There is no middle ground.

“Give me your heart,” commands the Lord God. Christ died in love to make this possible through faith by the regenerating work of the Holy Spirit.

“Give me your body and soul,” says the devil, “and I will give you pleasure and power that others do not have.”

In order to make his offer more attractive, the enemy of God offers reassurance that nothing really bad will happen to those who act above moral imperatives. Why, the worse thing possible is that the soul will be judged and annihilated. Therefore, a person really has nothing to lose by not resisting all the impulses of the soul and disregarding conventional morality.
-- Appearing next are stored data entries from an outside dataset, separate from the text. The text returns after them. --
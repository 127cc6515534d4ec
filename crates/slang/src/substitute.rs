//! The capture-avoiding substitution engine (section 4.3), keyed by de
//! Bruijn-style `Bound` indices.
//!
//! New module — `ouros` is a bytecode VM, not a substitution interpreter,
//! so there is no teacher counterpart for the traversal itself. The exact
//! threshold arithmetic is grounded on
//! `original_source/slang/syntax/terms.py`'s
//! `Bound.substitute`/`FunctionRef.substitute`.

use std::rc::Rc;

use crate::expr::{Expr, ExprRef, FunctionBody, Stmt};

/// Replaces every `Bound` index `>= threshold` in `expr` with the
/// corresponding entry of `args` (`args[index - threshold]`), leaving
/// indices bound by an enclosing (inner) function untouched. `threshold`
/// rises by a function's parameter count when the traversal crosses into
/// that function's body, so indices stay meaningful without
/// alpha-renaming (section 9: "De Bruijn-style bound indices").
#[must_use]
pub fn substitute(expr: &ExprRef, args: &[ExprRef], threshold: usize) -> ExprRef {
    match expr.as_ref() {
        Expr::Bound { index, .. } => {
            if *index < threshold {
                expr.clone()
            } else {
                args.get(*index - threshold).cloned().unwrap_or_else(|| expr.clone())
            }
        }
        // Values, `This`, raw `Variable` (never survives past `walk`), and
        // `Reference` are all identity: a `Reference` points at an
        // already-resolved, already-closed AST node and must not be
        // re-traversed (section 4.3).
        Expr::Int(_)
        | Expr::Float(_)
        | Expr::Bool(_)
        | Expr::Str(_)
        | Expr::This
        | Expr::Variable { .. }
        | Expr::Reference { .. }
        | Expr::Namespace(_)
        | Expr::Closure(_) => expr.clone(),
        Expr::Array(elements) => {
            Rc::new(Expr::Array(elements.iter().map(|e| substitute(e, args, threshold)).collect()))
        }
        Expr::UnaryOp { op, operand, position } => {
            Rc::new(Expr::UnaryOp { op: *op, operand: substitute(operand, args, threshold), position: *position })
        }
        Expr::BinaryOp { op, lhs, rhs, position } => Rc::new(Expr::BinaryOp {
            op: *op,
            lhs: substitute(lhs, args, threshold),
            rhs: substitute(rhs, args, threshold),
            position: *position,
        }),
        Expr::If { test, then_branch, else_branch, position } => Rc::new(Expr::If {
            test: substitute(test, args, threshold),
            then_branch: substitute(then_branch, args, threshold),
            else_branch: substitute(else_branch, args, threshold),
            position: *position,
        }),
        Expr::Block { statements, tail } => {
            let statements = statements
                .iter()
                .map(|stmt| match stmt {
                    Stmt::Let { name, value } => {
                        Stmt::Let { name: name.clone(), value: substitute(value, args, threshold) }
                    }
                    Stmt::Import { .. } => stmt.clone(),
                    Stmt::Bang { expr } => Stmt::Bang { expr: substitute(expr, args, threshold) },
                })
                .collect();
            Rc::new(Expr::Block { statements, tail: substitute(tail, args, threshold) })
        }
        Expr::FunctionDef(def) => {
            let body = match &def.body {
                // Builtin bodies are never substituted (section 4.3).
                FunctionBody::Native(id) => FunctionBody::Native(*id),
                FunctionBody::Expr(body) => {
                    FunctionBody::Expr(substitute(body, args, threshold + def.params.len()))
                }
            };
            Rc::new(Expr::FunctionDef(Rc::new(crate::expr::FunctionDef { params: def.params.clone(), body })))
        }
        Expr::Call { callee, args: call_args, position } => Rc::new(Expr::Call {
            callee: substitute(callee, args, threshold),
            args: call_args.iter().map(|a| substitute(a, args, threshold)).collect(),
            position: *position,
        }),
        Expr::Lookup { base, name, position } => {
            Rc::new(Expr::Lookup { base: substitute(base, args, threshold), name: name.clone(), position: *position })
        }
        Expr::Index { array, index, position } => Rc::new(Expr::Index {
            array: substitute(array, args, threshold),
            index: substitute(index, args, threshold),
            position: *position,
        }),
        Expr::NamespaceLit { definitions } => Rc::new(Expr::NamespaceLit {
            definitions: definitions.iter().map(|(name, value)| (name.clone(), substitute(value, args, threshold))).collect(),
        }),
    }
}

/// Replaces every `This` leaf in `body` with `replacement` (section 4.5).
/// Stops descending into nested `FunctionDef`s' own `This` occurrences only
/// insofar as those are resolved by *their own* call, not this one — but
/// since `This` always refers to "the function currently being applied",
/// and a nested `FunctionDef` is a value that is not itself being applied
/// here, its body is still walked so that an inner `this` appearing free
/// (not yet shadowed by another call) correctly resolves to the outer
/// closure until the inner function is itself called and gets its own
/// substitution pass.
#[must_use]
pub fn substitute_this(body: &ExprRef, replacement: &ExprRef) -> ExprRef {
    match body.as_ref() {
        Expr::This => replacement.clone(),
        Expr::Int(_)
        | Expr::Float(_)
        | Expr::Bool(_)
        | Expr::Str(_)
        | Expr::Variable { .. }
        | Expr::Bound { .. }
        | Expr::Reference { .. }
        | Expr::Namespace(_)
        | Expr::Closure(_) => body.clone(),
        Expr::Array(elements) => {
            Rc::new(Expr::Array(elements.iter().map(|e| substitute_this(e, replacement)).collect()))
        }
        Expr::UnaryOp { op, operand, position } => {
            Rc::new(Expr::UnaryOp { op: *op, operand: substitute_this(operand, replacement), position: *position })
        }
        Expr::BinaryOp { op, lhs, rhs, position } => Rc::new(Expr::BinaryOp {
            op: *op,
            lhs: substitute_this(lhs, replacement),
            rhs: substitute_this(rhs, replacement),
            position: *position,
        }),
        Expr::If { test, then_branch, else_branch, position } => Rc::new(Expr::If {
            test: substitute_this(test, replacement),
            then_branch: substitute_this(then_branch, replacement),
            else_branch: substitute_this(else_branch, replacement),
            position: *position,
        }),
        Expr::Block { statements, tail } => {
            let statements = statements
                .iter()
                .map(|stmt| match stmt {
                    Stmt::Let { name, value } => {
                        Stmt::Let { name: name.clone(), value: substitute_this(value, replacement) }
                    }
                    Stmt::Import { .. } => stmt.clone(),
                    Stmt::Bang { expr } => Stmt::Bang { expr: substitute_this(expr, replacement) },
                })
                .collect();
            Rc::new(Expr::Block { statements, tail: substitute_this(tail, replacement) })
        }
        Expr::FunctionDef(def) => {
            let body = match &def.body {
                FunctionBody::Native(id) => FunctionBody::Native(*id),
                FunctionBody::Expr(inner) => FunctionBody::Expr(substitute_this(inner, replacement)),
            };
            Rc::new(Expr::FunctionDef(Rc::new(crate::expr::FunctionDef { params: def.params.clone(), body })))
        }
        Expr::Call { callee, args, position } => Rc::new(Expr::Call {
            callee: substitute_this(callee, replacement),
            args: args.iter().map(|a| substitute_this(a, replacement)).collect(),
            position: *position,
        }),
        Expr::Lookup { base, name, position } => {
            Rc::new(Expr::Lookup { base: substitute_this(base, replacement), name: name.clone(), position: *position })
        }
        Expr::Index { array, index, position } => Rc::new(Expr::Index {
            array: substitute_this(array, replacement),
            index: substitute_this(index, replacement),
            position: *position,
        }),
        Expr::NamespaceLit { definitions } => Rc::new(Expr::NamespaceLit {
            definitions: definitions
                .iter()
                .map(|(name, value)| (name.clone(), substitute_this(value, replacement)))
                .collect(),
        }),
    }
}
Of course if such thinking is proven to be wrong, if God has prepared an eternal hell of consciousness for a lying Devil, and his followers, both demonic and human, then the fate of the Superman is all the more tragic.
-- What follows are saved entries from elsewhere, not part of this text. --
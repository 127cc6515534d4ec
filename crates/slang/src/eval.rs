//! The evaluator (sections 4.4/4.5/4.9): reduces a fully `walk`-ed,
//! closed `Expr` to a value by repeated structural simplification.
//!
//! New module, same reasoning as `substitute.rs`: `ouros` is a bytecode
//! VM with its own `eval` loop over opcodes, not a substitution
//! interpreter, so there's no direct teacher counterpart for the
//! traversal shape. The operator semantics (promotion rules, division,
//! modulo) are grounded on `original_source/slang/syntax/terms.py`'s
//! `BinaryOperation.simplify`/`UnaryOperation.simplify` and the worked
//! examples in `original_source/tests/test_slang.py`. The "inject the
//! output sink" signature matches `builtins/echo.rs`'s own
//! `&mut dyn OutputSink` parameter.
//!
//! Because `walk` has already resolved every name to either a `Bound`
//! index (later eliminated by `substitute`) or a `Reference` pointing at
//! an already-walked, closed subtree, `simplify` never consults an
//! `Environment`: a closed, walked expression carries everything it
//! needs to reduce. This is a deliberate simplification relative to
//! `terms.py::simplify`, which can return a partial/residual AST for
//! expressions containing free variables — this evaluator is only ever
//! run on closed programs (the whole pipeline's output of `walk`), so an
//! unresolved `Bound`/`Variable` reaching `simplify` is an internal
//! error, not a legitimate partial result.

use std::cmp::Ordering;
use std::rc::Rc;

use crate::environment::Environment;
use crate::error::{Error, Result};
use crate::expr::{BinaryOp, Closure, Expr, ExprRef, FunctionBody, Stmt, UnaryOp};
use crate::io::OutputSink;
use crate::namespace::Namespace;
use crate::position::Position;
use crate::substitute::{substitute, substitute_this};

/// Reduces `expr` to a value, recursively simplifying subexpressions
/// first (section 4.9: "Unreduced -> Partial -> Value" collapses to a
/// single step per node here, since `walk` already guarantees closedness).
pub fn simplify(expr: &ExprRef, sink: &mut dyn OutputSink) -> Result<ExprRef> {
    match expr.as_ref() {
        Expr::Int(_) | Expr::Float(_) | Expr::Bool(_) | Expr::Str(_) | Expr::Namespace(_) | Expr::Closure(_) => {
            Ok(expr.clone())
        }

        Expr::Array(elements) => {
            let mut simplified = Vec::with_capacity(elements.len());
            for element in elements {
                simplified.push(simplify(element, sink)?);
            }
            Ok(Rc::new(Expr::Array(simplified)))
        }

        // A `Reference` is a frozen pointer to an already-walked subtree of
        // its binder; simplifying it just simplifies what it points at.
        Expr::Reference { value, .. } => simplify(value, sink),

        Expr::This => Err(Error::internal("'this' reached the evaluator unsubstituted (a function body was simplified outside of a Call)")),

        Expr::Variable { name, position } => Err(Error::resolve_unbound(name.clone(), *position)),

        Expr::Bound { name, .. } => {
            Err(Error::internal(format!("Bound('{name}') reached the evaluator unsubstituted")))
        }

        Expr::UnaryOp { op, operand, position } => simplify_unary(*op, operand, *position, sink),

        Expr::BinaryOp { op, lhs, rhs, position } => simplify_binary(*op, lhs, rhs, *position, sink),

        Expr::If { test, then_branch, else_branch, position } => {
            let test_value = simplify(test, sink)?;
            match test_value.as_ref() {
                Expr::Bool(true) => simplify(then_branch, sink),
                Expr::Bool(false) => simplify(else_branch, sink),
                other => Err(Error::type_mismatch("Bool", other.kind_name(), *position)),
            }
        }

        Expr::Block { statements, tail } => {
            for stmt in statements {
                // `Let` bindings are already resolved to `Reference`s by
                // `walk`, and `Import` has no runtime effect (section
                // 4.4), so only `Bang` does anything here.
                if let Stmt::Bang { expr } = stmt {
                    simplify(expr, sink)?;
                }
            }
            simplify(tail, sink)
        }

        // A bare `FunctionDef` is not itself a value (`Expr::is_value`);
        // simplifying it closes over an environment, producing the
        // `Closure` value (section 9: "Capture of enclosing environment
        // in functions"). Since every name a closure's body needs is
        // already baked in as `Bound`/`Reference` by `walk`, the captured
        // environment itself is never consulted again — it exists so the
        // value form matches the data model's `Closure(FunctionDef,
        // captured)` shape.
        Expr::FunctionDef(def) => Ok(Rc::new(Expr::Closure(Rc::new(Closure { def: def.clone(), env: Environment::root() })))),

        Expr::Call { callee, args, position } => simplify_call(callee, args, *position, sink),

        Expr::Lookup { base, name, position } => {
            let base_value = simplify(base, sink)?;
            match base_value.as_ref() {
                Expr::Namespace(namespace) => {
                    namespace.lookup(name).ok_or_else(|| Error::no_such_field("namespace", name.clone(), *position))
                }
                other => Err(Error::type_mismatch("Namespace", other.kind_name(), *position)),
            }
        }

        Expr::Index { array, index, position } => {
            let array_value = simplify(array, sink)?;
            let index_value = simplify(index, sink)?;
            let elements = match array_value.as_ref() {
                Expr::Array(elements) => elements,
                other => return Err(Error::type_mismatch("Array", other.kind_name(), *position)),
            };
            let index = match index_value.as_ref() {
                Expr::Int(value) => *value,
                other => return Err(Error::type_mismatch("Int", other.kind_name(), *position)),
            };
            if index < 0 || index as usize >= elements.len() {
                return Err(Error::out_of_bounds(index, elements.len(), *position));
            }
            Ok(elements[index as usize].clone())
        }

        Expr::NamespaceLit { definitions } => {
            let mut evaluated = Vec::with_capacity(definitions.len());
            for (name, value) in definitions {
                evaluated.push((name.clone(), simplify(value, sink)?));
            }
            Ok(Rc::new(Expr::Namespace(Namespace::new(evaluated))))
        }
    }
}

fn simplify_unary(op: UnaryOp, operand: &ExprRef, position: Position, sink: &mut dyn OutputSink) -> Result<ExprRef> {
    let value = simplify(operand, sink)?;
    match op {
        UnaryOp::Plus => match value.as_ref() {
            Expr::Int(_) | Expr::Float(_) => Ok(value),
            other => Err(Error::type_mismatch("Int or Float", other.kind_name(), position)),
        },
        UnaryOp::Neg => match value.as_ref() {
            Expr::Int(n) => Ok(Expr::int(-n)),
            Expr::Float(n) => Ok(Expr::float(-n)),
            other => Err(Error::type_mismatch("Int or Float", other.kind_name(), position)),
        },
        UnaryOp::BitNot => match value.as_ref() {
            Expr::Int(n) => Ok(Expr::int(!n)),
            other => Err(Error::type_mismatch("Int", other.kind_name(), position)),
        },
        UnaryOp::Not => match value.as_ref() {
            Expr::Bool(b) => Ok(Expr::boolean(!b)),
            other => Err(Error::type_mismatch("Bool", other.kind_name(), position)),
        },
    }
}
Although he explicitly denied that any Supermen had yet arisen, Nietzsche mentioned several individuals who could serve as models. Among these models he listed Socrates, Jesus, Julius Caesar, Leonardo da Vinci, Michelangelo, Shakespeare, Goethe, and Napoleon.

Nietzsche was wrong because Supermen have arisen, and not just in the select few. Every unrepentant and unchanged person who persists in self-serving behavior that is contrary to the known will of the God who is there is a Superman in his own mind.

Scores of millions of men and women have consciously decided to rise above conventional morality and boundaries in order to pursue self-serving interests, not because they believe it is irrational to do so, but, quite the opposite. They believe whatever they do in a given moment is in their own best interest, and that is a rational thought. Any repercussion is simply an “unintended consequence.”

The heart of the Superman can calm any momentary bourgeois or conventional emotions by saying to themselves, “I never meant to harm anyone.” That, of course, may or may not be true. It will not be true if exclusive self-interest behavior is persisted in. At that point there is a conscious and deliberate intent to hurt anyone and everyone who stands in the way of fulfilling the desired goal. Richard Loeb and Nathan Leopold had many opportunities to arrest their behavior but they persisted in murder for pleasure and self-aggrandizement.

Therefore, when discussing behavior in light of the two paradigms presented, it is an honest and fair inquiry to ask the Superman, the person who is not bound by Judeo-Christian virtues, “What is your objective?” To put it bluntly, “How evil are you willing to be?” Evil is defined as inflicting harm on self and others at any cost.

In like manner, it is an honest and fair inquiry to ask the person who desires to be like Jesus, “How much like Christ do you want to be?” A. W. Tozer said that every person is as righteous as they want to be. I like that. It is true. Because it is true, the good heart, the redeemed heart, the converted heart can sing with sincerity the words of Fanny Crosby.

More like Jesus would I be, let my Savior dwell with me;
Fill my soul with peace and love—make me gentle as a dove;
More like Jesus, while I go, pilgrim in this world below;
Poor in spirit would I be; let my Savior dwell in me.”

The conclusion is that every sinner is a Superman, and every born again Christian is a saint in the sight of God, holy and separated for the Master’s use.